Exercise details: In the records below, some lines hold the word "AggregateSpec". Copy each of those lines.
** Opening Data shown block **
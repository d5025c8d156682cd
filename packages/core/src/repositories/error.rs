//! Repository Error Types

use crate::db::StoreError;
use crate::models::ValidationError;
use thiserror::Error;

pub type RepositoryResult<T> = Result<T, RepositoryError>;

/// Repository operation errors
#[derive(Error, Debug)]
pub enum RepositoryError {
    /// Data failed required-field or domain validation
    #[error("Validation failed: {0}")]
    Validation(#[from] ValidationError),

    /// The underlying adapter failed
    #[error("Store operation failed: {0}")]
    Store(#[from] StoreError),

    /// A record the operation depends on does not exist
    #[error("{collection} record not found: {id}")]
    NotFound { collection: String, id: String },
}

impl RepositoryError {
    pub fn not_found(collection: impl Into<String>, id: impl Into<String>) -> Self {
        Self::NotFound {
            collection: collection.into(),
            id: id.into(),
        }
    }

    /// Whether the failure was a uniqueness conflict in the store
    pub fn is_conflict(&self) -> bool {
        matches!(self, Self::Store(e) if e.is_conflict())
    }
}
//! Ratings users leave on assistant messages.

use crate::db::StoreAdapter;
use crate::models::{
    collections, Accumulator, AggregateSpec, Document, FindOneAndUpdateOptions, Query,
    QueryOptions, SortOrder, Update, ValidationError,
};
use crate::repositories::base::{RecordPolicy, Repository, WriteOperation};
use crate::repositories::error::RepositoryResult;
use serde::Serialize;
use serde_json::Value;
use std::ops::Deref;
use std::sync::Arc;

pub const MIN_RATING: i64 = 1;
pub const MAX_RATING: i64 = 5;

struct FeedbackPolicy;

impl RecordPolicy for FeedbackPolicy {
    fn required_fields(&self) -> &'static [&'static str] {
        &["messageId", "userId", "rating"]
    }

    fn validate(&self, data: &Document, _op: WriteOperation) -> Result<(), ValidationError> {
        if let Some(rating) = data.get("rating") {
            if !rating
                .as_i64()
                .is_some_and(|r| (MIN_RATING..=MAX_RATING).contains(&r))
            {
                return Err(ValidationError::invalid(
                    "rating",
                    format!("must be an integer from {} to {}", MIN_RATING, MAX_RATING),
                ));
            }
        }
        Ok(())
    }
}

/// Aggregate rating of one message
#[derive(Debug, Clone, PartialEq, Serialize)]
#[serde(rename_all = "camelCase")]
pub struct RatingSummary {
    pub count: u64,
    pub average: Option<f64>,
}

#[derive(Clone, Debug)]
pub struct FeedbackRepository {
    repo: Repository,
}

impl Deref for FeedbackRepository {
    type Target = Repository;

    fn deref(&self) -> &Repository {
        &self.repo
    }
}

impl FeedbackRepository {
    pub fn new(store: Arc<dyn StoreAdapter>) -> Self {
        Self {
            repo: Repository::new(collections::FEEDBACK, store).with_policy(FeedbackPolicy),
        }
    }

    /// Record a user's rating of a message, replacing their earlier one
    pub async fn submit(
        &self,
        message_id: &str,
        user_id: &str,
        rating: i64,
        comment: Option<&str>,
    ) -> RepositoryResult<Option<Document>> {
        let mut update = Update::new().set("rating", rating);
        if let Some(comment) = comment {
            update = update.set("comment", comment);
        }
        self.find_one_and_update(
            &Query::new().eq("messageId", message_id).eq("userId", user_id),
            &update,
            FindOneAndUpdateOptions { upsert: true },
        )
        .await
    }

    pub async fn find_by_message(&self, message_id: &str) -> RepositoryResult<Vec<Document>> {
        self.find_many(
            &Query::new().eq("messageId", message_id),
            &QueryOptions::new().sort_by("createdAt", SortOrder::Asc),
        )
        .await
    }

    pub async fn find_by_user(&self, user_id: &str, limit: u64) -> RepositoryResult<Vec<Document>> {
        self.find_many(
            &Query::new().eq("userId", user_id),
            &QueryOptions::new()
                .sort_by("createdAt", SortOrder::Desc)
                .limit(limit),
        )
        .await
    }

    pub async fn average_rating(&self, message_id: &str) -> RepositoryResult<RatingSummary> {
        let spec = AggregateSpec::new(Query::new().eq("messageId", message_id))
            .accumulate("count", Accumulator::Count)
            .accumulate("average", Accumulator::Avg("rating".to_string()));
        let rows = self.aggregate(&spec).await?;
        let row = rows.first();
        let count = row
            .and_then(|r| r.get("count"))
            .and_then(Value::as_u64)
            .unwrap_or(0);
        let average = if count == 0 {
            None
        } else {
            row.and_then(|r| r.get("average")).and_then(Value::as_f64)
        };
        Ok(RatingSummary { count, average })
    }
}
** Closing Data shown block **
Solution to the exercise:
    collections, Accumulator, AggregateSpec, Document, FindOneAndUpdateOptions, Query,
        let spec = AggregateSpec::new(Query::new().eq("messageId", message_id))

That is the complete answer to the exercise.